Behind a UN-backed prisoner exchange between Yemen’s internationally recognised government and the Houthis lies a deeper story of islands, radar, black sites, and a southern Yemen security order Riyadh chose to dismantle after years of coalition decay. This proxy network stretching from Yemen’s Socotra Island to Bosaso on Somalia’s coast, across the maritime corridor between the Red Sea and the Horn of Africa, was built on torture, constant sea surveillance and coalition infighting, only to be sold to the world by Western navies as “freedom of navigation.”

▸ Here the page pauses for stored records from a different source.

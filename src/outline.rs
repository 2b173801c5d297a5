//! Data contracts for editor-side consumers of the token stream and tree:
//! highlight categories, closing phrases, and function/sub declarations.

use crate::token::{Span, TokenKind};
use crate::tree::{BlockKind, BlockNode, Node, SyntaxTree};

/// Display category of a token for syntax colouring.
#[derive(Debug, Clone, Copy, PartialEq, Eq, Hash)]
pub enum Highlight {
    Keyword,
    TypeKeyword,
    String,
    Number,
    Comment,
    /// `''` and `REM` comments, shown apart from plain comments.
    RemComment,
    Operator,
    Identifier,
    BuiltinFunction,
    Parentheses,
    Braces,
    Brackets,
    Dot,
    Comma,
}

impl TokenKind {
    /// Category to paint this token with, if any. Boolean literals share
    /// the number colour.
    #[must_use]
    pub const fn highlight(self) -> Option<Highlight> {
        Some(match self {
            Self::Keyword => Highlight::Keyword,
            Self::TypeKeyword => Highlight::TypeKeyword,
            Self::StringLiteral => Highlight::String,
            Self::NumberLiteral | Self::BooleanLiteral => Highlight::Number,
            Self::LineComment => Highlight::Comment,
            Self::RemComment => Highlight::RemComment,
            Self::Operator => Highlight::Operator,
            Self::Identifier => Highlight::Identifier,
            Self::BuiltinFunction => Highlight::BuiltinFunction,
            Self::LParen | Self::RParen => Highlight::Parentheses,
            Self::LBrace | Self::RBrace => Highlight::Braces,
            Self::LBracket | Self::RBracket => Highlight::Brackets,
            Self::Dot => Highlight::Dot,
            Self::Comma => Highlight::Comma,
            Self::Colon | Self::Whitespace | Self::BadCharacter | Self::EndOfInput => return None,
        })
    }
}

impl BlockKind {
    /// Canonical closer inserted after a fresh opener, e.g. `end function`.
    #[must_use]
    pub const fn closing_phrase(self) -> &'static str {
        match self {
            Self::Function => "end function",
            Self::Sub => "end sub",
            Self::If => "end if",
            Self::For => "end for",
            Self::While => "end while",
            Self::Class => "end class",
            Self::Namespace => "end namespace",
            Self::Try => "end try",
        }
    }

    /// Every accepted spelling of this block's closer, lowercase.
    #[must_use]
    pub fn closer_spellings(self) -> Vec<&'static str> {
        let mut spellings = vec![self.closing_phrase()];
        spellings.extend_from_slice(self.compact_closers());
        spellings
    }
}

/// A named `function` or `sub` block.
#[derive(Debug, Clone, PartialEq, Eq)]
pub struct Declaration {
    pub name: String,
    pub kind: BlockKind,
    /// Range of the whole block.
    pub span: Span,
    /// Range of the name token.
    pub name_span: Span,
}

/// Name of a function or sub block written as `function <name>(`.
#[must_use]
pub fn declared_name(block: &BlockNode, source: &str) -> Option<Span> {
    if !matches!(block.kind, BlockKind::Function | BlockKind::Sub) {
        return None;
    }
    let mut header = block
        .header()
        .iter()
        .filter_map(Node::as_token)
        .skip(1)
        .skip_while(|t| t.is_inline_space(source));

    let name = header.next().filter(|t| t.kind.is_word())?;
    let paren = header.find(|t| !t.is_inline_space(source))?;
    (paren.kind == TokenKind::LParen).then_some(name.span)
}

/// All named function and sub blocks in the tree, in document order.
#[must_use]
pub fn declarations(tree: &SyntaxTree<'_>) -> Vec<Declaration> {
    tree.blocks()
        .into_iter()
        .filter_map(|block| {
            let name_span = declared_name(block, tree.source)?;
            Some(Declaration {
                name: name_span.text(tree.source).to_string(),
                kind: block.kind,
                span: block.span(),
                name_span,
            })
        })
        .collect()
}

/// Declarations named `name` (case-insensitive). Matches in the current
/// file win; other files are searched only when it has none.
#[must_use]
pub fn resolve<'d, O>(name: &str, current: &'d [Declaration], others: O) -> Vec<&'d Declaration>
where
    O: IntoIterator<Item = &'d [Declaration]>,
{
    let matching = |decl: &&Declaration| decl.name.eq_ignore_ascii_case(name);

    let local: Vec<_> = current.iter().filter(matching).collect();
    if !local.is_empty() {
        return local;
    }
    others
        .into_iter()
        .flat_map(|file| file.iter().filter(matching))
        .collect()
}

After January 2026, we were told that this decade-long tripartite between the UAE, Israel, and the Yemeni separatist Southern Transitional Council (STC) had been dismantled. But how much of that machinery still stands, under new flags and quieter names, waiting for the next round? Since January 2026, the noise has been about “dissolving” the STC and managing Saudi–UAE friction, but what almost no one has asked is whether the UAE–Israel island pact, its radars, runways and black‑site prisons strung along Yemen’s southern waters, ever stopped operating, or just slipped under friendlier flags.
Riyadh’s strike on the STC shattered a larger Red Sea order
On 14 May 2026, negotiators for Yemen’s Presidential Leadership Council and Ansarallah signed the country’s largest prisoner exchange since the war began, agreeing in Amman to swap more than 1,600 detainees under UN auspices. Saudi Arabia helped facilitate the deal behind the scenes, while the Emirati-backed Southern Transitional Council stayed out of sight and the UAE had no formal role at the table, even though some of the war’s most notorious detention networks grew out of the southern security order they built together. For families searching prisons, camps, and unofficial detention sites, the agreement offered a rare opening in a war that turned disappearance into routine.